Newest miracle food may be avocado, which has potential cancer-busting properties
First it was blueberries. Then the tart, deep red seeds of pomegranates. Now it's avocado's turn in the spotlight.
Long revered as a superfood with good vitamin and fat content, the fleshy green fruit is being used in the development of a drug that researchers hope will one day be able to fight blood cancer.
In a study published in the journal Cancer Research, Paul Spagnuolo, a professor at the University of Waterloo in Ontario, Canada, writes of a fat in avocados that combats acute myeloid leukemia (AML), a rare and deadly form of cancer, by targeting leukemia stem cells while leaving healthy cells unharmed.
“The stem cell is really the cell that drives the disease,” Spagnuolo said in a statement accompanying the publication of the study, explaining that the continued presence of those cells is why so many patients with leukemia relapse.
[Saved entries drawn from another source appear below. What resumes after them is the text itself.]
//! Configuration management for the FitFuel client
//!
//! Configuration is loaded hierarchically:
//! 1. Default values (in code)
//! 2. TOML config files (config/development.toml or config/production.toml)
//! 3. Environment variables (prefix: FF__)

use crate::error::ClientResult;
use secrecy::{ExposeSecret, SecretString};
use serde::Deserialize;
use std::env;

/// Application configuration
#[derive(Debug, Clone, Deserialize)]
pub struct AppConfig {
    pub http: HttpConfig,
    pub exercise_db: ExerciseDbConfig,
    pub spoonacular: SpoonacularConfig,
    pub youtube: YouTubeConfig,
}

/// Shared HTTP client settings
#[derive(Debug, Clone, Deserialize)]
pub struct HttpConfig {
    pub timeout_secs: u64,
    pub user_agent: String,
}

/// ExerciseDB (RapidAPI) settings
#[derive(Debug, Clone, Deserialize)]
pub struct ExerciseDbConfig {
    pub base_url: String,
    /// Value of the X-RapidAPI-Host header
    pub host: String,
    pub api_key: SecretString,
}

/// Spoonacular recipe API settings
#[derive(Debug, Clone, Deserialize)]
pub struct SpoonacularConfig {
    pub base_url: String,
    pub api_key: SecretString,
}

/// YouTube Data API settings
#[derive(Debug, Clone, Deserialize)]
pub struct YouTubeConfig {
    pub base_url: String,
    pub api_key: SecretString,
}

/// True when a secret holds a non-empty key
pub fn has_key(key: &SecretString) -> bool {
    !key.expose_secret().trim().is_empty()
}

impl Default for AppConfig {
    fn default() -> Self {
        Self {
            http: HttpConfig {
                timeout_secs: 30,
                user_agent: format!("fitfuel/{}", env!("CARGO_PKG_VERSION")),
            },
            exercise_db: ExerciseDbConfig {
                base_url: "https://exercisedb.p.rapidapi.com".to_string(),
                host: "exercisedb.p.rapidapi.com".to_string(),
                api_key: SecretString::new(String::new()),
            },
            spoonacular: SpoonacularConfig {
                base_url: "https://api.spoonacular.com".to_string(),
                api_key: SecretString::new(String::new()),
            },
            youtube: YouTubeConfig {
                base_url: "https://youtube.googleapis.com".to_string(),
                api_key: SecretString::new(String::new()),
            },
        }
    }
}

impl AppConfig {
    /// Load configuration from files and environment
    ///
    /// Loading order (later sources override earlier):
    /// 1. Default values
    /// 2. Config file based on RUST_ENV (development.toml or production.toml)
    /// 3. Environment variables with FF__ prefix
    pub fn load() -> ClientResult<Self> {
        let env = env::var("RUST_ENV").unwrap_or_else(|_| "development".to_string());
        let config_file = format!("config/{}.toml", env);
        let defaults = AppConfig::default();

        let config = config::Config::builder()
            // Start with defaults
            .set_default("http.timeout_secs", defaults.http.timeout_secs)?
            .set_default("http.user_agent", defaults.http.user_agent)?
            .set_default("exercise_db.base_url", defaults.exercise_db.base_url)?
            .set_default("exercise_db.host", defaults.exercise_db.host)?
            .set_default("exercise_db.api_key", "")?
            .set_default("spoonacular.base_url", defaults.spoonacular.base_url)?
            .set_default("spoonacular.api_key", "")?
            .set_default("youtube.base_url", defaults.youtube.base_url)?
            .set_default("youtube.api_key", "")?
            // Load from environment-specific config file
            .add_source(config::File::with_name(&config_file).required(false))
            // Override with environment variables (FF__ prefix)
            // e.g., FF__SPOONACULAR__API_KEY=... sets spoonacular.api_key
            .add_source(config::Environment::with_prefix("FF").separator("__"))
            .build()?;

        Ok(config.try_deserialize()?)
    }

    /// Check if running in production mode
    pub fn is_production() -> bool {
        env::var("RUST_ENV")
            .map(|v| v == "production")
            .unwrap_or(false)
    }
}
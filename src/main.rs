//! idledger server — identifier-generation log query service.
//!
//! Main entry point that wires all crates together and starts the server.

use std::sync::Arc;

use tracing_subscriber::{EnvFilter, fmt};

use idledger_core::config::AppConfig;
use idledger_core::error::AppError;
use idledger_database::DatabasePool;
use idledger_database::repositories::{LogEntryRepository, SourceRepository, UserRepository};
use idledger_service::{LogQueryService, LogStore, SourceLookup, UserLookup};

#[tokio::main]
async fn main() {
    let env = std::env::var("IDLEDGER_ENV").unwrap_or_else(|_| "development".to_string());

    let config = match AppConfig::load(&env) {
        Ok(c) => c,
        Err(e) => {
            eprintln!("Failed to load configuration: {}", e);
            std::process::exit(1);
        }
    };

    init_logging(&config);

    if let Err(e) = run(config).await {
        tracing::error!("Server error: {}", e);
        std::process::exit(1);
    }
}

/// Initialize tracing/logging
fn init_logging(config: &AppConfig) {
    let filter =
        EnvFilter::try_from_default_env().unwrap_or_else(|_| EnvFilter::new(&config.logging.level));

    match config.logging.format.as_str() {
        "json" => {
            fmt()
                .json()
                .with_env_filter(filter)
                .with_target(true)
                .init();
        }
        _ => {
            fmt().pretty().with_env_filter(filter).init();
        }
    }
}

/// Main server run function
async fn run(config: AppConfig) -> Result<(), AppError> {
    tracing::info!("Starting idledger v{}", env!("CARGO_PKG_VERSION"));

    // ── Step 1: Database connection + migrations ─────────────────
    let db = DatabasePool::connect(&config.database).await?;
    idledger_database::migration::run_migrations(db.pool()).await?;

    // ── Step 2: Initialize repositories ──────────────────────────
    let source_repo = Arc::new(SourceRepository::new(db.pool().clone()));
    let user_repo = Arc::new(UserRepository::new(db.pool().clone()));
    let log_repo = Arc::new(LogEntryRepository::new(db.pool().clone()));

    // ── Step 3: Initialize the query service ─────────────────────
    let log_query = Arc::new(LogQueryService::new(
        source_repo.clone() as Arc<dyn SourceLookup>,
        user_repo.clone() as Arc<dyn UserLookup>,
        log_repo.clone() as Arc<dyn LogStore>,
    ));

    // ── Step 4: Build and start HTTP server ──────────────────────
    let app_state = idledger_api::AppState {
        config: Arc::new(config.clone()),
        db: db.clone(),
        source_repo,
        user_repo,
        log_repo,
        log_query,
    };

    let app = idledger_api::build_router(app_state);

    let addr = format!("{}:{}", config.server.host, config.server.port);
    let listener = tokio::net::TcpListener::bind(&addr)
        .await
        .map_err(|e| AppError::internal(format!("Failed to bind {}: {}", addr, e)))?;

    tracing::info!("idledger server listening on {}", addr);

    axum::serve(listener, app)
        .with_graceful_shutdown(shutdown_signal())
        .await
        .map_err(|e| AppError::internal(format!("Server error: {}", e)))?;

    db.close().await;
    tracing::info!("idledger server shut down gracefully");
    Ok(())
}

/// Wait for shutdown signal (Ctrl+C or SIGTERM)
async fn shutdown_signal() {
    let ctrl_c = async {
        tokio::signal::ctrl_c()
            .await
            .expect("Failed to install Ctrl+C handler");
    };

    #[cfg(unix)]
    let terminate = async {
        tokio::signal::unix::signal(tokio::signal::unix::SignalKind::terminate())
            .expect("Failed to install SIGTERM handler")
            .recv()
            .await;
    };

    #[cfg(not(unix))]
    let terminate = std::future::pending::<()>();

    tokio::select! {
        _ = ctrl_c => {},
        _ = terminate => {},
    }
}
//! Generation log handlers.

use axum::Json;
use axum::extract::{Path, Query, State};
use uuid::Uuid;
use validator::Validate;

use idledger_core::error::AppError;
use idledger_core::types::pagination::PageResponse;

use crate::dto::request::LogEntrySearchParams;
use crate::dto::response::{ApiResponse, LogEntryResponse};
use crate::error::ApiError;
use crate::extractors::PaginationParams;
use crate::state::AppState;

/// GET /api/logentry
///
/// Filtered, paginated search over the generation log. A supplied
/// `source` or `generatedBy` that resolves to no entity yields a 200
/// with an empty page; a malformed date yields a 400 naming the
/// parameter.
pub async fn search_log_entries(
    State(state): State<AppState>,
    Query(paging): Query<PaginationParams>,
    Query(params): Query<LogEntrySearchParams>,
) -> Result<Json<ApiResponse<PageResponse<LogEntryResponse>>>, ApiError> {
    params
        .validate()
        .map_err(|e| AppError::validation(e.to_string()))?;

    let page = paging.into_page_request(&state.config.pagination);
    let result = state
        .log_query
        .search(&params.into_request(), &page)
        .await?;

    Ok(Json(ApiResponse::ok(
        result.map(LogEntryResponse::from_entry),
    )))
}

/// GET /api/logentry/{id}
pub async fn get_log_entry(
    State(state): State<AppState>,
    Path(id): Path<Uuid>,
) -> Result<Json<ApiResponse<LogEntryResponse>>, ApiError> {
    let entry = state
        .log_repo
        .find_by_id(id)
        .await?
        .ok_or_else(|| AppError::not_found("Log entry not found"))?;

    Ok(Json(ApiResponse::ok(LogEntryResponse::from_entry(entry))))
}
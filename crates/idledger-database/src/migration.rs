//! Database migration runner.

use sqlx::PgPool;
use tracing::info;

use idledger_core::error::{AppError, ErrorKind};

/// Run all pending database migrations.
pub async fn run_migrations(pool: &PgPool) -> Result<(), AppError> {
    info!("Running database migrations...");

    sqlx::migrate!("../../migrations")
        .run(pool)
        .await
        .map_err(|e| {
            AppError::with_source(
                ErrorKind::Database,
                format!("Failed to run migrations: {e}"),
                e,
            )
        })?;

    info!("Database migrations completed successfully");
    Ok(())
}
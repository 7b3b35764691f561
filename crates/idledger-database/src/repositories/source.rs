//! Identifier source repository implementation.

use sqlx::PgPool;
use uuid::Uuid;

use idledger_core::error::{AppError, ErrorKind};
use idledger_core::result::AppResult;
use idledger_core::types::pagination::{PageRequest, PageResponse};
use idledger_entity::source::IdentifierSource;

/// Repository for identifier source lookups.
#[derive(Debug, Clone)]
pub struct SourceRepository {
    pool: PgPool,
}

impl SourceRepository {
    /// Create a new source repository.
    pub fn new(pool: PgPool) -> Self {
        Self { pool }
    }

    /// Find a source by its external identifier.
    pub async fn find_by_id(&self, id: Uuid) -> AppResult<Option<IdentifierSource>> {
        sqlx::query_as::<_, IdentifierSource>("SELECT * FROM identifier_sources WHERE id = $1")
            .bind(id)
            .fetch_optional(&self.pool)
            .await
            .map_err(|e| AppError::with_source(ErrorKind::Database, "Failed to find source", e))
    }

    /// Find a source by name (case-insensitive).
    pub async fn find_by_name(&self, name: &str) -> AppResult<Option<IdentifierSource>> {
        sqlx::query_as::<_, IdentifierSource>(
            "SELECT * FROM identifier_sources WHERE LOWER(name) = LOWER($1)",
        )
        .bind(name)
        .fetch_optional(&self.pool)
        .await
        .map_err(|e| {
            AppError::with_source(ErrorKind::Database, "Failed to find source by name", e)
        })
    }

    /// List all sources with pagination, retired ones included.
    pub async fn find_all(&self, page: &PageRequest) -> AppResult<PageResponse<IdentifierSource>> {
        let total: i64 = sqlx::query_scalar("SELECT COUNT(*) FROM identifier_sources")
            .fetch_one(&self.pool)
            .await
            .map_err(|e| {
                AppError::with_source(ErrorKind::Database, "Failed to count sources", e)
            })?;

        let sources = sqlx::query_as::<_, IdentifierSource>(
            "SELECT * FROM identifier_sources ORDER BY name LIMIT $1 OFFSET $2",
        )
        .bind(page.limit() as i64)
        .bind(page.offset() as i64)
        .fetch_all(&self.pool)
        .await
        .map_err(|e| AppError::with_source(ErrorKind::Database, "Failed to list sources", e))?;

        Ok(PageResponse::new(
            sources,
            page.page,
            page.page_size,
            total as u64,
        ))
    }
}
The prognosis for AML patients is devastating because there are few treatment options. For 90 percent of those who are older than 65, the disease is fatal in five years. Spagnuolo hopes a new drug made from avocatin B -- the name of the lipid that has been shown to destroy leukemia stem cells -- may help increase their life expectancy or quality of life.
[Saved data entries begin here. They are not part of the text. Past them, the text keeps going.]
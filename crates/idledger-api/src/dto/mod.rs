//! Request and response data transfer objects.

pub mod request;
pub mod response;

pub use request::LogEntrySearchParams;
pub use response::{ApiResponse, LogEntryResponse, SourceResponse, UserResponse};
//! Unified application error types for idledger.
//!
//! All crates map their internal errors into [`AppError`] for consistent
//! propagation through the ? operator.

use std::fmt;
use thiserror::Error;

/// Top-level error kind categorization used across the entire application.
#[derive(Debug, Clone, Copy, PartialEq, Eq, Hash, serde::Serialize, serde::Deserialize)]
pub enum ErrorKind {
    /// The requested resource was not found.
    NotFound,
    /// Input validation failed.
    Validation,
    /// A database error occurred.
    Database,
    /// A configuration error occurred.
    Configuration,
    /// A serialization/deserialization error occurred.
    Serialization,
    /// An internal server error occurred.
    Internal,
    /// The service is temporarily unavailable.
    ServiceUnavailable,
}

impl fmt::Display for ErrorKind {
    fn fmt(&self, f: &mut fmt::Formatter<'_>) -> fmt::Result {
        match self {
            Self::NotFound => write!(f, "NOT_FOUND"),
            Self::Validation => write!(f, "VALIDATION"),
            Self::Database => write!(f, "DATABASE"),
            Self::Configuration => write!(f, "CONFIGURATION"),
            Self::Serialization => write!(f, "SERIALIZATION"),
            Self::Internal => write!(f, "INTERNAL"),
            Self::ServiceUnavailable => write!(f, "SERVICE_UNAVAILABLE"),
        }
    }
}

/// The unified application error used throughout idledger.
///
/// All crate-specific errors are mapped into `AppError` using `From` impls
/// or explicit `.map_err()` calls. This provides a single error type for
/// the entire application boundary.
#[derive(Debug, Error)]
#[error("{kind}: {message}")]
pub struct AppError {
    /// The category of error.
    pub kind: ErrorKind,
    /// A human-readable error message.
    pub message: String,
    /// Optional underlying cause.
    #[source]
    pub source: Option<Box<dyn std::error::Error + Send + Sync>>,
}

impl AppError {
    /// Create a new application error.
    pub fn new(kind: ErrorKind, message: impl Into<String>) -> Self {
        Self {
            kind,
            message: message.into(),
            source: None,
        }
    }

    /// Create a new application error with an underlying cause.
    pub fn with_source(
        kind: ErrorKind,
        message: impl Into<String>,
        source: impl std::error::Error + Send + Sync + 'static,
    ) -> Self {
        Self {
            kind,
            message: message.into(),
            source: Some(Box::new(source)),
        }
    }

    /// Create a not-found error.
    pub fn not_found(message: impl Into<String>) -> Self {
        Self::new(ErrorKind::NotFound, message)
    }

    /// Create a validation error.
    pub fn validation(message: impl Into<String>) -> Self {
        Self::new(ErrorKind::Validation, message)
    }

    /// Create a database error.
    pub fn database(message: impl Into<String>) -> Self {
        Self::new(ErrorKind::Database, message)
    }

    /// Create a configuration error.
    pub fn configuration(message: impl Into<String>) -> Self {
        Self::new(ErrorKind::Configuration, message)
    }

    /// Create an internal error.
    pub fn internal(message: impl Into<String>) -> Self {
        Self::new(ErrorKind::Internal, message)
    }

    /// Create a service-unavailable error.
    pub fn service_unavailable(message: impl Into<String>) -> Self {
        Self::new(ErrorKind::ServiceUnavailable, message)
    }
}

impl Clone for AppError {
    fn clone(&self) -> Self {
        Self {
            kind: self.kind,
            message: self.message.clone(),
            source: None,
        }
    }
}

impl From<serde_json::Error> for AppError {
    fn from(err: serde_json::Error) -> Self {
        Self::with_source(
            ErrorKind::Serialization,
            format!("JSON serialization error: {err}"),
            err,
        )
    }
}

impl From<std::io::Error> for AppError {
    fn from(err: std::io::Error) -> Self {
        Self::with_source(ErrorKind::Internal, format!("I/O error: {err}"), err)
    }
}

impl From<config::ConfigError> for AppError {
    fn from(err: config::ConfigError) -> Self {
        Self::with_source(
            ErrorKind::Configuration,
            format!("Configuration error: {err}"),
            err,
        )
    }
}
//! Collaborator seams for reference lookups and log retrieval.
//!
//! The query service depends on these traits rather than on the concrete
//! repositories, so resolution and composition logic can be exercised
//! against in-memory implementations.

use async_trait::async_trait;
use uuid::Uuid;

use idledger_core::result::AppResult;
use idledger_core::types::pagination::{PageRequest, PageResponse};
use idledger_database::repositories::{LogEntryRepository, SourceRepository, UserRepository};
use idledger_entity::log::{LogEntry, LogEntryFilter};
use idledger_entity::source::IdentifierSource;
use idledger_entity::user::User;

/// Lookup of identifier sources by external identifier.
#[async_trait]
pub trait SourceLookup: Send + Sync {
    /// Find a source by its external identifier.
    async fn source_by_id(&self, id: Uuid) -> AppResult<Option<IdentifierSource>>;
}

/// Lookup of users by external identifier.
#[async_trait]
pub trait UserLookup: Send + Sync {
    /// Find a user by their external identifier.
    async fn user_by_id(&self, id: Uuid) -> AppResult<Option<User>>;
}

/// Filtered, paginated retrieval over the generation log.
#[async_trait]
pub trait LogStore: Send + Sync {
    /// Retrieve log entries matching all supplied filter dimensions
    /// (AND semantics), wrapped in a pagination envelope.
    async fn search(
        &self,
        filter: &LogEntryFilter,
        page: &PageRequest,
    ) -> AppResult<PageResponse<LogEntry>>;
}

#[async_trait]
impl SourceLookup for SourceRepository {
    async fn source_by_id(&self, id: Uuid) -> AppResult<Option<IdentifierSource>> {
        self.find_by_id(id).await
    }
}

#[async_trait]
impl UserLookup for UserRepository {
    async fn user_by_id(&self, id: Uuid) -> AppResult<Option<User>> {
        self.find_by_id(id).await
    }
}

#[async_trait]
impl LogStore for LogEntryRepository {
    async fn search(
        &self,
        filter: &LogEntryFilter,
        page: &PageRequest,
    ) -> AppResult<PageResponse<LogEntry>> {
        LogEntryRepository::search(self, filter, page).await
    }
}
A drug for leukemia derived from avocados is still years away, but even those without cancer can still benefit from the food.
Past studies have shown that eating a lot of avocados is associated with lower blood cholesterol. In one study that involved putting people with slightly elevated levels on a diet rich in avocados for just seven days, researchers saw a 17 percent decrease in cholesterol levels.